Wednesday, March 12, 2008

Obama in the Driver's Seat, but Florida and Michigan Fights Loom

ENPR: Obama in the Driver's Seat, but Florida and Michigan Fights Loom

Outlook

  1. The principal cause for Democratic dismay and Republican hope in the presidential race is the bitterness among Democratic voters as a result of the Obama-Clinton competition. Sen. Barack Obama (Ill.) has been a passionate favorite of black voters, who say they will not vote for Sen. Hillary Clinton (N.Y.) if she "steals" the nomination. To a lesser extent, white Clinton voters are saying they could never support Obama.

  2. Such internal anger usually fades once the nominee is actually selected. Nevertheless, the racial nature of Democratic struggles worries party insiders. The racial divide on the Obama-Clinton dispute is widening, helped along by Geraldine Ferraro's recent comments (see below).

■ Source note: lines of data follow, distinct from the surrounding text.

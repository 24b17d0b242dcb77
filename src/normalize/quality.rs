//! Commodity-specific product description parsers.
//!
//! Customs data hides the interesting part of a shipment in the free-text
//! product description. Each parser extracts the structured signals its
//! commodity family actually trades on (outturn for raw cashew, W-grades for
//! kernels, purity for sesame, broken percentage for rice) and scores its own
//! confidence by how many signals fired.

use once_cell::sync::Lazy;
use regex::Regex;

use crate::domain::QualityEstimate;

struct QualityParser {
    applies: fn(&str) -> bool,
    parse: fn(&str) -> QualityEstimate,
}

/// Registry of family parsers, checked in order. The dispatch key is the
/// HCT identifier, not the description text.
static PARSERS: &[QualityParser] = &[
    QualityParser {
        applies: |hct| hct.contains("RCN"),
        parse: parse_cashew_rcn,
    },
    QualityParser {
        applies: |hct| hct.contains("KERNEL"),
        parse: parse_cashew_kernel,
    },
    QualityParser {
        applies: |hct| hct.contains("SESAME"),
        parse: parse_sesame,
    },
    QualityParser {
        applies: |hct| hct.contains("RICE"),
        parse: parse_rice,
    },
    QualityParser {
        applies: |hct| hct.contains("SOYBEAN"),
        parse: parse_soybean,
    },
];

/// Parse a product description into structured quality attributes.
pub fn parse_quality(product_text: Option<&str>, hct_id: Option<&str>) -> QualityEstimate {
    let Some(text) = product_text.map(str::trim).filter(|t| !t.is_empty()) else {
        return QualityEstimate::unknown();
    };
    let upper = text.to_uppercase();

    if let Some(hct_id) = hct_id {
        for parser in PARSERS {
            if (parser.applies)(hct_id) {
                return (parser.parse)(&upper);
            }
        }
    }

    QualityEstimate::standard()
}

fn confidence(signals: usize) -> f64 {
    (0.3 + signals as f64 * 0.2).min(0.95)
}

fn kernel_confidence(signals: usize) -> f64 {
    (0.4 + signals as f64 * 0.25).min(0.95)
}

static OUTTURN_RE: Lazy<Regex> =
    Lazy::new(|| Regex::new(r"OUTTURN\s*[:\-]?\s*(\d+\.?\d*)\s*(?:LBS|#)?").unwrap());
static NUT_COUNT_RE: Lazy<Regex> =
    Lazy::new(|| Regex::new(r"(\d+)\s*(?:NUTS?|NUT)\s*/?\s*KG").unwrap());

const RCN_ORIGINS: &[&str] = &[
    "IVORY COAST",
    "GHANA",
    "NIGERIA",
    "TANZANIA",
    "MOZAMBIQUE",
    "GUINEA BISSAU",
    "BENIN",
    "COTE D'IVOIRE",
];

fn parse_cashew_rcn(text: &str) -> QualityEstimate {
    let mut signals = Vec::new();
    let mut grade = "Standard".to_string();
    let mut details = Vec::new();

    let state = if text.contains("KERNEL")
        || ["W180", "W240", "W320", "W450"].iter().any(|g| text.contains(g))
    {
        "kernel"
    } else if text.contains("SHELLED") {
        "shelled"
    } else {
        "raw_in_shell"
    };
    details.push(format!("state={state}"));

    // Outturn (KOR) is the quality indicator RCN actually trades on
    if let Some(caps) = OUTTURN_RE.captures(text) {
        if let Ok(outturn) = caps[1].parse::<f64>() {
            signals.push("outturn_detected".to_string());
            details.push(format!("outturn={outturn} lbs"));
            grade = if outturn >= 48.0 {
                "Premium".to_string()
            } else if outturn >= 44.0 {
                "Grade A".to_string()
            } else {
                "Grade B".to_string()
            };
        }
    }

    if let Some(caps) = NUT_COUNT_RE.captures(text) {
        if let Ok(count) = caps[1].parse::<u32>() {
            signals.push("nut_count_detected".to_string());
            details.push(format!("nut_count={count}/kg"));
        }
    }

    if let Some(origin) = RCN_ORIGINS.iter().find(|o| text.contains(*o)) {
        signals.push("origin_claim".to_string());
        details.push(format!("origin={origin}"));
    }

    QualityEstimate {
        grade,
        confidence: confidence(signals.len()),
        signals_used: signals,
        details: details.join("; "),
    }
}

static KERNEL_GRADE_RE: Lazy<Regex> = Lazy::new(|| {
    Regex::new(r"(W\s?180|W\s?210|W\s?240|W\s?320|W\s?450|WW\d+|SW\d+|LWP|SWP|BB|SS)").unwrap()
});

fn parse_cashew_kernel(text: &str) -> QualityEstimate {
    let mut signals = Vec::new();
    let mut grade = "Standard".to_string();
    let mut details = Vec::new();

    if let Some(caps) = KERNEL_GRADE_RE.captures(text) {
        grade = caps[1].replace(' ', "");
        signals.push("kernel_grade_detected".to_string());
        details.push(format!("grade={grade}"));
    }

    if text.contains("SCORCHED") {
        signals.push("processing_note".to_string());
        details.push("scorched".to_string());
    }
    if text.contains("DESSERT") {
        signals.push("processing_note".to_string());
        details.push("dessert".to_string());
    }

    QualityEstimate {
        grade,
        confidence: kernel_confidence(signals.len()),
        signals_used: signals,
        details: details.join("; "),
    }
}

static PURITY_RE: Lazy<Regex> =
    Lazy::new(|| Regex::new(r"(\d{2}\.?\d*)\s*%\s*(?:PURITY|PURE)").unwrap());

fn parse_sesame(text: &str) -> QualityEstimate {
    let mut signals = Vec::new();
    let mut grade = "Standard".to_string();
    let mut details = Vec::new();

    if let Some(caps) = PURITY_RE.captures(text) {
        if let Ok(purity) = caps[1].parse::<f64>() {
            signals.push("purity_detected".to_string());
            details.push(format!("purity={purity}%"));
            if purity >= 99.95 {
                grade = "Premium Hulled".to_string();
            } else if purity >= 99.90 {
                grade = "Hulled".to_string();
            }
        }
    }

    if text.contains("HULLED") && !text.contains("UNHULLED") {
        signals.push("processing_state".to_string());
        details.push("hulled".to_string());
        if grade == "Standard" {
            grade = "Hulled".to_string();
        }
    } else if text.contains("NATURAL") || text.contains("UNHULLED") {
        signals.push("processing_state".to_string());
        details.push("natural/unhulled".to_string());
        grade = "Natural".to_string();
    }

    if text.contains("AFLATOXIN") && text.contains("FREE") {
        signals.push("quality_certification".to_string());
        details.push("aflatoxin-free".to_string());
    }

    if let Some(color) = ["WHITE", "BLACK", "BROWN", "MIXED"]
        .iter()
        .find(|c| text.contains(*c))
    {
        signals.push("color_detected".to_string());
        details.push(format!("color={}", color.to_lowercase()));
    }

    QualityEstimate {
        grade,
        confidence: confidence(signals.len()),
        signals_used: signals,
        details: details.join("; "),
    }
}

static BROKEN_RE: Lazy<Regex> =
    Lazy::new(|| Regex::new(r"(\d+)\s*%?\s*(?:BROKEN|BRKN|PCT)").unwrap());

const RICE_VARIETIES: &[&str] = &["PONNI", "SONA MASURI", "SONA MASOORI", "SUGANDHA", "PUSA"];

fn parse_rice(text: &str) -> QualityEstimate {
    let mut signals = Vec::new();
    let mut grade = "Standard".to_string();
    let mut details = Vec::new();

    if let Some(caps) = BROKEN_RE.captures(text) {
        if let Ok(pct) = caps[1].parse::<u32>() {
            signals.push("broken_pct_detected".to_string());
            details.push(format!("broken={pct}%"));
            grade = if pct <= 5 {
                "5% Broken (Premium)".to_string()
            } else if pct <= 15 {
                format!("{pct}% Broken (Mid)")
            } else if pct <= 25 {
                "25% Broken (Standard)".to_string()
            } else {
                "100% Broken (Value)".to_string()
            };
        }
    }

    if text.contains("BASMATI") {
        grade = "Basmati".to_string();
        signals.push("variety_detected".to_string());
        if text.contains("1121") {
            details.push("variety=1121".to_string());
        }
        if text.contains("SELLA") {
            details.push("processing=sella/parboiled".to_string());
        }
        if text.contains("STEAM") {
            details.push("processing=steamed".to_string());
        }
    }

    if text.contains("LONG GRAIN") {
        signals.push("type_detected".to_string());
        details.push("long grain".to_string());
    }
    if text.contains("PARBOILED") && !text.contains("BASMATI") {
        signals.push("processing_detected".to_string());
        details.push("parboiled".to_string());
    }

    if let Some(var) = RICE_VARIETIES.iter().find(|v| text.contains(*v)) {
        signals.push("variety_detected".to_string());
        details.push(format!("variety={var}"));
    }

    QualityEstimate {
        grade,
        confidence: confidence(signals.len()),
        signals_used: signals,
        details: details.join("; "),
    }
}

static PROTEIN_RE: Lazy<Regex> =
    Lazy::new(|| Regex::new(r"(\d+\.?\d*)\s*%?\s*PROTEIN").unwrap());
static MOISTURE_RE: Lazy<Regex> =
    Lazy::new(|| Regex::new(r"(\d+\.?\d*)\s*%?\s*MOISTURE").unwrap());

fn parse_soybean(text: &str) -> QualityEstimate {
    let mut signals = Vec::new();
    let mut grade = "Standard".to_string();
    let mut details = Vec::new();

    if text.contains("FEED") {
        grade = "Feed Grade".to_string();
        signals.push("grade_detected".to_string());
        details.push("feed grade".to_string());
    }

    if text.contains("NON-GMO") || text.contains("NON GMO") {
        signals.push("gmo_status".to_string());
        details.push("non-GMO".to_string());
    }

    if let Some(caps) = PROTEIN_RE.captures(text) {
        if let Ok(protein) = caps[1].parse::<f64>() {
            signals.push("protein_detected".to_string());
            details.push(format!("protein={protein}%"));
        }
    }

    if let Some(caps) = MOISTURE_RE.captures(text) {
        if let Ok(moisture) = caps[1].parse::<f64>() {
            signals.push("moisture_detected".to_string());
            details.push(format!("moisture={moisture}%"));
        }
    }

    QualityEstimate {
        grade,
        confidence: confidence(signals.len()),
        signals_used: signals,
        details: details.join("; "),
    }
}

  3. Democratic leaders are still absolutely determined that the nomination will be decided before the delegates convene in Denver the last week in August. Since neither Obama nor Clinton will be able to get a majority of delegates after the primaries (even after possible re-votes in Michigan and Florida), the super-delegates must name the winner on the basis of which candidate has the momentum. Obama has the edge, but his nomination is not certain.

  4. Nobody absolutely rules out the possibility that Denver could become the first truly contested Democratic convention since Chicago in 1952. But it surely would be ugly, with possible credentials fights. Republicans can only pray that this happens.

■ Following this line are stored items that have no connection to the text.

impl UpstreamClient {
    pub fn new(
        config: &Config,
        tokens: Arc<TokenManager>,
        budget: Arc<BudgetTracker>,
    ) -> Result<Self> {
        let http = reqwest::Client::builder()
            .timeout(REQUEST_TIMEOUT)
            .pool_max_idle_per_host(config.api_max_concurrent_requests)
            .build()
            .map_err(|e| TradeOpsError::Config(format!("failed to build HTTP client: {e}")))?;

        Ok(Self {
            http,
            base_url: config.eximpedia_base_url.clone(),
            tokens,
            budget,
            semaphore: Semaphore::new(config.api_max_concurrent_requests.max(1)),
            min_interval: Duration::from_secs_f64(config.api_min_request_interval.max(0.0)),
            page_size: config.page_size(),
            backoff_unit: Duration::from_secs(1),
            pace_gate: Mutex::new(None),
        })
    }

    /// Shrink the backoff unit so retry schedules run in milliseconds.
    /// Intended for tests against a mock upstream.
    pub fn with_backoff_unit(mut self, unit: Duration) -> Self {
        self.backoff_unit = unit;
        self
    }

    /// Fetch a single page of shipment records.
    pub async fn shipment_page(&self, payload: &Value, kind: CallKind) -> Result<Value> {
        self.request("/trade/shipment", payload, kind).await
    }

    /// Fetch every page of shipment records for a query, repaginating until
    /// the accumulated count reaches the advertised total or a page comes
    /// back empty.
    pub async fn shipment_all(&self, mut payload: Value, kind: CallKind) -> Result<Vec<RawRecord>> {
        let mut all_records: Vec<RawRecord> = Vec::new();
        let mut total_expected: Option<u64> = None;
        let mut page: u64 = 1;

        loop {
            payload["page_no"] = Value::from(page);
            payload["page_size"] = Value::from(self.page_size as u64);

            let response = self.request("/trade/shipment", &payload, kind).await?;

            let records: Vec<RawRecord> = response
                .get("data")
                .and_then(Value::as_array)
                .map(|rows| rows.iter().cloned().map(RawRecord::from_value).collect())
                .unwrap_or_default();

            if total_expected.is_none() {
                total_expected = Some(
                    TOTAL_FIELDS
                        .iter()
                        .find_map(|field| response.get(*field).and_then(value_as_u64))
                        .unwrap_or(0),
                );
            }

            let fetched = records.len();
            all_records.extend(records);

            info!(
                page,
                fetched,
                accumulated = all_records.len(),
                total = total_expected.unwrap_or(0),
                "Fetched shipment page"
            );

            if all_records.len() as u64 >= total_expected.unwrap_or(0) || fetched == 0 {
                break;
            }
            page += 1;
        }

        Ok(all_records)
    }

    /// One authenticated request with the full recovery ladder: 401 refreshes
    /// the token inside the same attempt slot, 429 and transport errors back
    /// off exponentially, anything else non-200 is terminal.
    async fn request(&self, endpoint: &str, payload: &Value, kind: CallKind) -> Result<Value> {
        let _permit = self
            .semaphore
            .acquire()
            .await
            .map_err(|_| TradeOpsError::UpstreamApi {
                status: 0,
                body: "client semaphore closed".to_string(),
            })?;

        self.pace().await;

        let url = format!("{}{}", self.base_url, endpoint);
        let mut token = self.tokens.get_token().await?;
        let mut attempt: u32 = 1;
        let mut consecutive_unauthorized: u32 = 0;
        let mut rate_limit_body: Option<String> = None;

        while attempt <= MAX_ATTEMPTS {
            let send_result = self
                .http
                .post(&url)
                .bearer_auth(&token)
                .json(payload)
                .send()
                .await;

            match send_result {
                Ok(response) => {
                    let status = response.status().as_u16();

                    if status == 401 {
                        consecutive_unauthorized += 1;
                        if consecutive_unauthorized >= 2 {
                            return Err(TradeOpsError::TokenRefreshFailed {
                                attempts: consecutive_unauthorized,
                            });
                        }
                        // Token expired mid-flight: refresh and retry without
                        // consuming the attempt budget
                        warn!(endpoint, "Unauthorized upstream response, refreshing token");
                        self.tokens.invalidate().await;
                        token = self.tokens.get_token().await?;
                        continue;
                    }
                    consecutive_unauthorized = 0;

                    if status == 429 {
                        let body = response.text().await.unwrap_or_default();
                        let backoff = self.backoff_unit * (1u32 << (attempt + 1));
                        warn!(
                            endpoint,
                            attempt,
                            backoff_ms = backoff.as_millis() as u64,
                            "Rate limited by upstream, backing off"
                        );
                        rate_limit_body = Some(body);
                        tokio::time::sleep(backoff).await;
                        attempt += 1;
                        continue;
                    }

                    if status != 200 {
                        let body = response.text().await.unwrap_or_default();
                        return Err(TradeOpsError::UpstreamApi { status, body });
                    }

                    self.budget.record_call(kind);
                    return Ok(response.json::<Value>().await?);
                }
                Err(transport) => {
                    if attempt >= MAX_ATTEMPTS {
                        return Err(TradeOpsError::UpstreamApi {
                            status: 0,
                            body: format!("transport error after {attempt} attempts: {transport}"),
                        });
                    }
                    let backoff = self.backoff_unit * (1u32 << attempt);
                    warn!(
                        endpoint,
                        attempt,
                        error = %transport,
                        "Upstream request failed, retrying"
                    );
                    tokio::time::sleep(backoff).await;
                    attempt += 1;
                }
            }
        }

        Err(TradeOpsError::UpstreamApi {
            status: 429,
            body: rate_limit_body.unwrap_or_else(|| "rate limit retries exhausted".to_string()),
        })
    }

    /// Enforce the minimum gap between consecutive request submissions.
    /// Holding the gate across the sleep serializes submission times.
    async fn pace(&self) {
        let mut gate = self.pace_gate.lock().await;
        if let Some(last) = *gate {
            let elapsed = last.elapsed();
            if elapsed < self.min_interval {
                tokio::time::sleep(self.min_interval - elapsed).await;
            }
        }
        *gate = Some(Instant::now());
    }
}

  5. Conservative resistance to Sen. John McCain (Ariz.) as Republican nominee is predictably fading, but the McCain campaign has serious problems. It has neither a policy nor an organizational plan for a general election campaign. McCain needs to be convinced that he cannot continue with his primary election mantra.

  6. Obama and Clinton have joined McCain in supporting the earmark moratorium proposed by Sen. Jim DeMint (R-S.C) as a budget amendment, opposed by the Senate leadership of both parties. The "task force" of Republican senators named by Senate Minority Leader Mitch McConnell (R-Ky.) to solve the earmark problem is actually an abandonment of the issue.

  7. Supreme Court oral arguments on 2nd Amendment gun ownership rights also have the GOP missing the boat. The Bush Administration, reflecting the position of Justice Department career lawyers, takes an equivocal position on individual gun rights while Obama has taken a stronger pro-gun position than President Bush's official stance. The saving grace is Vice President Dick Cheney's unprecedented pro-gun intervention in his constitutional role as President of the Senate.